For the entries below, state how many lines contain the word "notify" and add nothing else.

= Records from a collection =
········

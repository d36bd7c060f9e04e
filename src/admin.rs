// src/admin.rs

use std::collections::BTreeMap;

use actix_web::{web, HttpResponse};
use futures_util::StreamExt;
use log::{info, warn};
use mongodb::bson::{doc, Bson, Document};
use mongodb::Collection;
use serde::{Deserialize, Serialize};
use serde_json::json;

use crate::app_state::AppState;
use crate::auth::{create_account, ensure_active, AuthUser, RegisterRequest};
use crate::db::{self, ListQuery, Pagination};
use crate::error::{ApiError, ApiResult};
use crate::events::SessionCount;
use crate::models::{OrderStatus, PaymentStatus, PublicUser, Role};
use crate::notify;
use crate::orders::{accept_as, load_order};
use crate::payments::order_payments_filter;

#[derive(Debug, Serialize, Default)]
pub struct Stats {
    pub orders_by_status: BTreeMap<String, i64>,
    pub total_orders: i64,
    pub completed_revenue: f64,
    pub users_by_role: BTreeMap<String, i64>,
    pub online_staff: u64,
    pub live_sessions: usize,
}

#[derive(Debug, Deserialize)]
pub struct UserQuery {
    pub role: Option<String>,
    pub page: Option<u64>,
    pub limit: Option<i64>,
}

#[derive(Debug, Deserialize)]
pub struct StaffQuery {
    pub online: Option<bool>,
    pub page: Option<u64>,
    pub limit: Option<i64>,
}

#[derive(Debug, Deserialize)]
pub struct ActiveRequest {
    pub is_active: bool,
}

#[derive(Debug, Deserialize)]
pub struct AssignRequest {
    pub staff_id: String,
}

/// Runs a `$group` on `field` and returns `{group key: count}`.
async fn count_by<T: Send + Sync>(
    collection: &Collection<T>,
    field: &str,
) -> ApiResult<BTreeMap<String, i64>> {
    let pipeline = vec![doc! { "$group": { "_id": format!("${}", field), "count": { "$sum": 1 } } }];
    let mut cursor = collection.aggregate(pipeline).await?;

    let mut counts = BTreeMap::new();
    while let Some(row) = cursor.next().await {
        let row = row?;
        let key = match row.get("_id") {
            Some(Bson::String(s)) => s.clone(),
            _ => "unknown".to_string(),
        };
        counts.insert(key, numeric(row.get("count")) as i64);
    }
    Ok(counts)
}

fn numeric(value: Option<&Bson>) -> f64 {
    match value {
        Some(Bson::Int32(v)) => *v as f64,
        Some(Bson::Int64(v)) => *v as f64,
        Some(Bson::Double(v)) => *v,
        _ => 0.0,
    }
}

// GET /api/admin/stats
pub async fn get_stats(auth: AuthUser, data: web::Data<AppState>) -> ApiResult<HttpResponse> {
    auth.require(&[Role::Admin])?;
    let db = &data.mongodb;

    let mut stats = Stats {
        orders_by_status: count_by(&db.orders(), "status").await?,
        users_by_role: count_by(&db.users(), "role").await?,
        ..Stats::default()
    };
    for status in OrderStatus::ALL {
        stats.orders_by_status.entry(status.as_str().to_string()).or_insert(0);
    }
    stats.total_orders = stats.orders_by_status.values().sum();

    let revenue_pipeline = vec![
        doc! { "$match": { "status": PaymentStatus::Completed.as_str() } },
        doc! { "$group": { "_id": Bson::Null, "total": { "$sum": "$amount" } } },
    ];
    let mut cursor = db.payments().aggregate(revenue_pipeline).await?;
    if let Some(row) = cursor.next().await {
        stats.completed_revenue = numeric(row?.get("total"));
    }

    stats.online_staff = db.staff().count_documents(doc! { "is_online": true }).await?;
    stats.live_sessions = match data.event_hub.send(SessionCount).await {
        Ok(count) => count,
        Err(e) => {
            warn!("Event hub unavailable for stats: {}", e);
            0
        }
    };

    Ok(HttpResponse::Ok().json(stats))
}

// GET /api/admin/users
pub async fn list_users(
    auth: AuthUser,
    data: web::Data<AppState>,
    query: web::Query<UserQuery>,
) -> ApiResult<HttpResponse> {
    auth.require(&[Role::Admin])?;
    let mut filter = Document::new();
    if let Some(role) = &query.role {
        let role = role.parse::<Role>().map_err(ApiError::BadRequest)?;
        filter.insert("role", role.as_str());
    }

    let page = Pagination { page: query.page, limit: query.limit };
    let users = db::find_page(&data.mongodb.users(), filter, &page).await?;
    let users: Vec<PublicUser> = users.iter().map(PublicUser::from).collect();
    Ok(HttpResponse::Ok().json(users))
}

// PUT /api/admin/users/{id}/active
pub async fn set_user_active(
    auth: AuthUser,
    data: web::Data<AppState>,
    path: web::Path<String>,
    payload: web::Json<ActiveRequest>,
) -> ApiResult<HttpResponse> {
    auth.require(&[Role::Admin])?;
    if *path == auth.user_id && !payload.is_active {
        return Err(ApiError::bad_request("You cannot deactivate your own account"));
    }
    ensure_active(&data.mongodb, &auth).await?;

    let res = data
        .mongodb
        .users()
        .update_one(
            doc! { "_id": path.as_str() },
            doc! { "$set": { "is_active": payload.is_active, "updated_at": db::now_bson() } },
        )
        .await?;
    if res.matched_count == 0 {
        return Err(ApiError::not_found("User not found"));
    }

    info!("User {} active={} (by {})", path, payload.is_active, auth.user_id);
    Ok(HttpResponse::Ok().json(json!({ "message": "User updated" })))
}

// DELETE /api/admin/users/{id}
pub async fn delete_user(
    auth: AuthUser,
    data: web::Data<AppState>,
    path: web::Path<String>,
) -> ApiResult<HttpResponse> {
    auth.require(&[Role::Admin])?;
    if *path == auth.user_id {
        return Err(ApiError::bad_request("You cannot delete your own account"));
    }

    let db = &data.mongodb;
    ensure_active(db, &auth).await?;
    let res = db.users().delete_one(doc! { "_id": path.as_str() }).await?;
    if res.deleted_count == 0 {
        return Err(ApiError::not_found("User not found"));
    }
    db.customer_profiles().delete_one(doc! { "user_id": path.as_str() }).await?;
    db.staff().delete_one(doc! { "user_id": path.as_str() }).await?;

    info!("User {} deleted by {}", path, auth.user_id);
    Ok(HttpResponse::Ok().json(json!({ "message": "User deleted" })))
}

// GET /api/admin/customers
pub async fn list_customers(
    auth: AuthUser,
    data: web::Data<AppState>,
    query: web::Query<ListQuery>,
) -> ApiResult<HttpResponse> {
    auth.require(&[Role::Admin])?;
    let profiles =
        db::find_page(&data.mongodb.customer_profiles(), doc! {}, &query.pagination()).await?;
    Ok(HttpResponse::Ok().json(profiles))
}

// GET /api/admin/staff
pub async fn list_staff(
    auth: AuthUser,
    data: web::Data<AppState>,
    query: web::Query<StaffQuery>,
) -> ApiResult<HttpResponse> {
    auth.require(&[Role::Admin])?;
    let mut filter = Document::new();
    if let Some(online) = query.online {
        filter.insert("is_online", online);
    }
    let page = Pagination { page: query.page, limit: query.limit };
    let staff = db::find_page(&data.mongodb.staff(), filter, &page).await?;
    Ok(HttpResponse::Ok().json(staff))
}

// POST /api/admin/staff
pub async fn create_staff(
    auth: AuthUser,
    data: web::Data<AppState>,
    payload: web::Json<RegisterRequest>,
) -> ApiResult<HttpResponse> {
    auth.require(&[Role::Admin])?;
    let mut req = payload.into_inner();
    req.role = Some(Role::Staff.as_str().to_string());
    req.validate()?;
    ensure_active(&data.mongodb, &auth).await?;

    let user = create_account(&data.mongodb, &req, Role::Staff).await?;
    Ok(HttpResponse::Created().json(PublicUser::from(&user)))
}

// GET /api/admin/orders
pub async fn list_orders(
    auth: AuthUser,
    data: web::Data<AppState>,
    query: web::Query<ListQuery>,
) -> ApiResult<HttpResponse> {
    auth.require(&[Role::Admin])?;
    crate::orders::list_orders(auth, data, query).await
}

// PUT /api/admin/orders/{id}/assign
pub async fn assign_order(
    auth: AuthUser,
    data: web::Data<AppState>,
    path: web::Path<String>,
    payload: web::Json<AssignRequest>,
) -> ApiResult<HttpResponse> {
    auth.require(&[Role::Admin])?;
    ensure_active(&data.mongodb, &auth).await?;
    let staff = data
        .mongodb
        .staff()
        .find_one(doc! { "_id": &payload.staff_id })
        .await?
        .ok_or_else(|| ApiError::not_found("Staff not found"))?;

    let order = accept_as(&data.mongodb, &path, &staff, &auth).await?;
    notify::order_accepted(&data, &order, &staff).await;
    Ok(HttpResponse::Ok().json(order))
}

// DELETE /api/admin/orders/{id}
pub async fn delete_order(
    auth: AuthUser,
    data: web::Data<AppState>,
    path: web::Path<String>,
) -> ApiResult<HttpResponse> {
    auth.require(&[Role::Admin])?;
    ensure_active(&data.mongodb, &auth).await?;
    let order = load_order(&data.mongodb, &path).await?;
    data.mongodb.orders().delete_one(doc! { "_id": &order.id }).await?;
    let payments = data
        .mongodb
        .payments()
        .delete_many(order_payments_filter(&order.id))
        .await?;
    info!(
        "Order {} deleted by {} with {} payment(s)",
        order.id, auth.user_id, payments.deleted_count
    );
    Ok(HttpResponse::Ok().json(json!({ "message": "Order deleted" })))
}

#[cfg(test)]
mod tests {
    use super::*;

    #[test]
    fn test_numeric_accepts_all_number_types() {
        assert_eq!(numeric(Some(&Bson::Int32(3))), 3.0);
        assert_eq!(numeric(Some(&Bson::Int64(4))), 4.0);
        assert_eq!(numeric(Some(&Bson::Double(2.5))), 2.5);
        assert_eq!(numeric(Some(&Bson::String("x".into()))), 0.0);
        assert_eq!(numeric(None), 0.0);
    }

    #[test]
    fn test_stats_serialize() {
        let mut stats = Stats::default();
        stats.orders_by_status.insert("pending".into(), 2);
        stats.total_orders = 2;
        let json = serde_json::to_value(&stats).unwrap();
        assert_eq!(json["orders_by_status"]["pending"], 2);
        assert_eq!(json["live_sessions"], 0);
    }

    #[test]
    fn test_order_delete_cascades_to_its_payments() {
        let cascade = order_payments_filter("o1");
        assert_eq!(cascade, doc! { "order_id": "o1" });

        let now = chrono::Utc::now();
        let payment = crate::models::Payment {
            id: "p1".into(),
            order_id: "o1".into(),
            customer_id: "c1".into(),
            amount: 60.0,
            method: crate::models::PaymentChannel::Cash,
            status: PaymentStatus::Pending,
            transaction_ref: None,
            created_at: now,
            updated_at: now,
        };
        let stored = mongodb::bson::to_document(&payment).unwrap();
        assert_eq!(stored.get_str("order_id").unwrap(), cascade.get_str("order_id").unwrap());
    }
}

········

= WRITTEN SOLUTION =
2